╭─ Dataset

//! Card targets.
//!
//! In a one-on-one fight a card can only target the player (its caster)
//! or the enemy. UI collaborators send targets as strings; anything other
//! than `"player"` or `"enemy"` is rejected with `ERR_INVALID_TARGET`.

use std::str::FromStr;

use serde::{Deserialize, Serialize};

use crate::core::CombatError;

#[derive(Clone, Copy, Debug, PartialEq, Eq, Hash, Serialize, Deserialize)]
#[serde(rename_all = "snake_case")]
pub enum Target {
    Player,
    Enemy,
}

impl Target {
    /// The other side.
    #[must_use]
    pub fn opposite(self) -> Self {
        match self {
            Target::Player => Target::Enemy,
            Target::Enemy => Target::Player,
        }
    }

    #[must_use]
    pub fn as_str(self) -> &'static str {
        match self {
            Target::Player => "player",
            Target::Enemy => "enemy",
        }
    }
}

impl FromStr for Target {
    type Err = CombatError;

    fn from_str(s: &str) -> Result<Self, Self::Err> {
        match s {
            "player" => Ok(Target::Player),
            "enemy" => Ok(Target::Enemy),
            _ => Err(CombatError::InvalidTarget),
        }
    }
}

impl std::fmt::Display for Target {
    fn fmt(&self, f: &mut std::fmt::Formatter<'_>) -> std::fmt::Result {
        f.write_str(self.as_str())
    }
}
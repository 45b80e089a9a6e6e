//! Relics: timed, conditional passive effects.
//!
//! - `relic`: templates and effect descriptors
//! - `condition`: gates on card type, turn number, and damage
//! - `interpreter`: `apply_effect`, the single place relic behavior lives
//! - `registry`: `RelicEngine`, the owned set with its timing index
//! - `reward`: archetype-weighted reward offers
//! - `catalog`: template storage and the built-in set
//!
//! The combat session fires relics through `RelicEngine::fire`, handing
//! over a `TriggerContext` of mutable borrows. Relics never reach into
//! the session directly.

mod catalog;
mod condition;
mod interpreter;
mod registry;
mod relic;
mod reward;

pub use catalog::RelicCatalog;
pub use condition::{ConditionEvaluator, RelicCondition, TriggerExtra};
pub use interpreter::{apply_effect, RelicActivation, RelicCombatState, RelicOutcome, TriggerContext};
pub use registry::RelicEngine;
pub use relic::{Relic, RelicEffect, RelicEffectKind, RelicId, RelicPool, RelicRarity, TriggerTiming};
pub use reward::{generate_relic_reward, relic_weight, ArchetypeBias};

╰─

Task requirements ::
The lines from the one containing "conditional passive effects." through the last line of the records are to be transcribed exactly, with nothing else added.

Exercise answer ::
//! Relics: timed, conditional passive effects.
//!
//! - `relic`: templates and effect descriptors
//! - `condition`: gates on card type, turn number, and damage
//! - `interpreter`: `apply_effect`, the single place relic behavior lives
//! - `registry`: `RelicEngine`, the owned set with its timing index
//! - `reward`: archetype-weighted reward offers
//! - `catalog`: template storage and the built-in set
//!
//! The combat session fires relics through `RelicEngine::fire`, handing
//! over a `TriggerContext` of mutable borrows. Relics never reach into
//! the session directly.

mod catalog;
mod condition;
mod interpreter;
mod registry;
mod relic;
mod reward;

pub use catalog::RelicCatalog;
pub use condition::{ConditionEvaluator, RelicCondition, TriggerExtra};
pub use interpreter::{apply_effect, RelicActivation, RelicCombatState, RelicOutcome, TriggerContext};
pub use registry::RelicEngine;
pub use relic::{Relic, RelicEffect, RelicEffectKind, RelicId, RelicPool, RelicRarity, TriggerTiming};
pub use reward::{generate_relic_reward, relic_weight, ArchetypeBias};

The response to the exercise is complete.